Magnifique, Jean Félix De La Ville Baugé (par Martine L. Petauton)

Ecrit par Martine L. Petauton , le Vendredi, 22 Septembre 2023. , dans Les Chroniques, Les Livres, La Une CED

Magnifique, Jean Félix De La Ville Baugé, Éditions Télémaque, septembre 2023, 235 pages, 19 €

 

« Quoi de plus difficile que de raconter la vérité », écrit Tolstoï dans les premières pages de Guerre et Paix.

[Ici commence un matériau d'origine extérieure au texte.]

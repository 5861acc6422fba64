//! Batch processing of a directory of slides.
//!
//! Settings come from a JSON file:
//!
//! ```json
//! {
//!   "input_dir": "/data/slides",
//!   "output_dir": "/data/masked",
//!   "output_format": "tiff",
//!   "multiplier": 1.05,
//!   "clean_mask": true,
//!   "levels": [0, 2]
//! }
//! ```
//!
//! `levels` may also be a comma-separated string such as `"0,2"`.
//!
//! Only `input_dir` and `output_dir` are required; every other key falls back
//! to the same default as the `mask` command.

use std::fs;
use std::path::{Path, PathBuf};

use serde::{Deserialize, Deserializer};
use tracing::{error, info, warn};

use crate::error::ConfigError;
use crate::pipeline::{
    LevelSelection, OutputCompression, OutputMode, ProcessingParams, RunRequest, SlideJob,
};

/// Extension of slides picked up by [`discover_slides`].
pub const SLIDE_EXTENSION: &str = "svs";

const OUTPUT_FORMATS: &[&str] = &["tiff", "tif", "png"];

fn default_output_format() -> String {
    "tiff".to_string()
}

fn default_multiplier() -> f64 {
    ProcessingParams::default().otsu_multiplier
}

fn default_sigma() -> f64 {
    ProcessingParams::default().blur_sigma
}

fn default_min_area() -> u32 {
    ProcessingParams::default().min_area_pixels
}

/// Level list as a JSON array or as the CLI's comma-separated form.
#[derive(Deserialize)]
#[serde(untagged)]
enum LevelList {
    List(Vec<usize>),
    Csv(String),
}

fn deserialize_levels<'de, D>(deserializer: D) -> Result<Option<Vec<usize>>, D::Error>
where
    D: Deserializer<'de>,
{
    match Option::<LevelList>::deserialize(deserializer)? {
        None => Ok(None),
        Some(LevelList::List(levels)) => Ok(Some(levels)),
        Some(LevelList::Csv(text)) => match LevelSelection::parse_list(&text) {
            Ok(LevelSelection::Explicit(levels)) => Ok(Some(levels)),
            Ok(_) => Ok(None),
            Err(e) => Err(serde::de::Error::custom(e)),
        },
    }
}

// =============================================================================
// Settings
// =============================================================================

/// Contents of a batch configuration file.
#[derive(Debug, Clone, PartialEq, Deserialize)]
pub struct BatchSettings {
    pub input_dir: PathBuf,
    pub output_dir: PathBuf,

    /// Extension of the per-slide output files
    #[serde(default = "default_output_format")]
    pub output_format: String,

    #[serde(default)]
    pub threshold: Option<u8>,

    #[serde(default = "default_multiplier")]
    pub multiplier: f64,

    #[serde(default = "default_sigma")]
    pub sigma: f64,

    #[serde(default)]
    pub clean_mask: bool,

    #[serde(default = "default_min_area")]
    pub min_area: u32,

    #[serde(default)]
    pub save_mask: bool,

    #[serde(default)]
    pub pyramid: bool,

    #[serde(default)]
    pub compression: OutputCompression,

    #[serde(default)]
    pub max_level: Option<usize>,

    /// Takes precedence over `max_level`
    #[serde(default, deserialize_with = "deserialize_levels")]
    pub levels: Option<Vec<usize>>,

    #[serde(default)]
    pub mask_level: Option<usize>,
}

impl BatchSettings {
    /// Read and parse a settings file.
    pub fn load(path: impl AsRef<Path>) -> Result<Self, ConfigError> {
        let path = path.as_ref();
        let text = fs::read_to_string(path)
            .map_err(|e| ConfigError::Batch(format!("cannot read {}: {}", path.display(), e)))?;
        Self::from_json(&text)
    }

    pub fn from_json(text: &str) -> Result<Self, ConfigError> {
        serde_json::from_str(text).map_err(|e| ConfigError::Batch(e.to_string()))
    }

    /// Processing parameters shared by every slide.
    pub fn params(&self) -> Result<ProcessingParams, ConfigError> {
        let format = self.output_format.to_ascii_lowercase();
        if !OUTPUT_FORMATS.contains(&format.as_str()) {
            return Err(ConfigError::InvalidParameter {
                name: "output_format",
                message: format!("expected one of {:?}, got '{}'", OUTPUT_FORMATS, self.output_format),
            });
        }

        ProcessingParams {
            threshold: self.threshold,
            otsu_multiplier: self.multiplier,
            blur_sigma: self.sigma,
            clean_mask: self.clean_mask,
            min_area_pixels: self.min_area,
            compression: self.compression,
            output_mode: if self.pyramid {
                OutputMode::SinglePyramid
            } else {
                OutputMode::PerLevelFiles
            },
        }
        .validate()
    }

    pub fn level_selection(&self) -> LevelSelection {
        match (&self.levels, self.max_level) {
            (Some(levels), _) => LevelSelection::Explicit(levels.clone()),
            (None, Some(max)) => LevelSelection::UpTo(max),
            (None, None) => LevelSelection::All,
        }
    }

    /// Output path for one slide: `<output_dir>/<stem>.<output_format>`.
    pub fn output_path(&self, slide: &Path) -> PathBuf {
        let stem = slide
            .file_stem()
            .map(|s| s.to_string_lossy().into_owned())
            .unwrap_or_default();
        self.output_dir
            .join(format!("{}.{}", stem, self.output_format.to_ascii_lowercase()))
    }
}

// =============================================================================
// Discovery
// =============================================================================

/// List `*.svs` files directly inside `dir`, sorted by path.
pub fn discover_slides(dir: &Path) -> Result<Vec<PathBuf>, ConfigError> {
    let entries = fs::read_dir(dir)
        .map_err(|e| ConfigError::Batch(format!("cannot read {}: {}", dir.display(), e)))?;

    let mut slides: Vec<PathBuf> = entries
        .filter_map(|entry| entry.ok().map(|e| e.path()))
        .filter(|path| path.is_file())
        .filter(|path| {
            path.extension()
                .map(|e| e.eq_ignore_ascii_case(SLIDE_EXTENSION))
                .unwrap_or(false)
        })
        .collect();
    slides.sort();
    Ok(slides)
}

/// Create the output directory, refusing to reuse a non-empty one unless
/// `force` is set.
pub fn prepare_output_dir(dir: &Path, force: bool) -> Result<(), ConfigError> {
    if dir.is_dir() {
        let non_empty = fs::read_dir(dir)
            .map(|mut entries| entries.next().is_some())
            .unwrap_or(false);
        if non_empty {
            if !force {
                return Err(ConfigError::Batch(format!(
                    "output directory {} is not empty (use --force to overwrite)",
                    dir.display()
                )));
            }
            warn!(dir = %dir.display(), "Output directory is not empty, existing files may be overwritten");
        }
        return Ok(());
    }

    fs::create_dir_all(dir)
        .map_err(|e| ConfigError::Batch(format!("cannot create {}: {}", dir.display(), e)))
}

// =============================================================================
// Runner
// =============================================================================

/// Outcome of a batch run.
#[derive(Debug, Clone, Default, PartialEq)]
pub struct BatchReport {
    pub succeeded: Vec<PathBuf>,
    pub failed: Vec<(PathBuf, String)>,
}

impl BatchReport {
    pub fn is_success(&self) -> bool {
        self.failed.is_empty()
    }
}

/// Process every slide under `input_dir`, continuing past failures.
pub async fn run_batch(
    settings: &BatchSettings,
    force: bool,
    dry_run: bool,
) -> Result<BatchReport, ConfigError> {
    let params = settings.params()?;
    let levels = settings.level_selection();

    if !settings.input_dir.is_dir() {
        return Err(ConfigError::InputNotFound(settings.input_dir.clone()));
    }
    let slides = discover_slides(&settings.input_dir)?;
    if slides.is_empty() {
        warn!(dir = %settings.input_dir.display(), "No slides found");
        return Ok(BatchReport::default());
    }

    if !dry_run {
        prepare_output_dir(&settings.output_dir, force)?;
    }

    info!(count = slides.len(), "Starting batch");

    let mut report = BatchReport::default();
    for (i, slide) in slides.iter().enumerate() {
        info!(
            slide = %slide.display(),
            "Processing slide {}/{}",
            i + 1,
            slides.len()
        );

        let job = SlideJob {
            input: slide.clone(),
            output: settings.output_path(slide),
            params: params.clone(),
            request: RunRequest {
                levels: levels.clone(),
                mask_level: settings.mask_level,
                save_mask: settings.save_mask,
            },
            dry_run,
        };

        match job.run().await {
            Ok(summary) if summary.is_success() => report.succeeded.push(slide.clone()),
            Ok(summary) => {
                let levels: Vec<String> = summary
                    .failed_levels
                    .iter()
                    .map(|(level, message)| format!("level {}: {}", level, message))
                    .collect();
                let message = levels.join("; ");
                error!(slide = %slide.display(), error = %message, "Slide finished with failed levels");
                report.failed.push((slide.clone(), message));
            }
            Err(e) => {
                error!(slide = %slide.display(), error = %e, "Slide failed");
                report.failed.push((slide.clone(), e.to_string()));
            }
        }
    }

    info!(
        succeeded = report.succeeded.len(),
        failed = report.failed.len(),
        "Batch complete"
    );
    Ok(report)
}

Et nous de partir dans ce Magnifique, avec la phrase en bandoulière… Histoire de résilience ? Mais comment peut-on parler de résilience à la manière des nôtres, négociant quelque baume après une défaite sentimentale, lorsqu’il s’agit du Rwanda, celui de 1994, celui où les Hutus « ont coupé tous les jours, pendant cent jours, des hommes, des femmes, des enfants, que, le plus souvent ils connaissaient ». L’image de la couverture du livre – Patrick Robert, Juillet 1994, fort belle, quasi pacifique – montre un oiseau (de proie) planant entre de hautes et vertes frondaisons ; le ciel est bleu ; en dessous, au sol – nous ne le voyons pas, un vaste charnier… Tout est dit du livre – cet immense livre – dans le titre, nom de la femme qui parle, la photo et la façon dont elle est exploitée, et bien sûr, ces 3 lignes disant un des pires génocides de notre histoire récente.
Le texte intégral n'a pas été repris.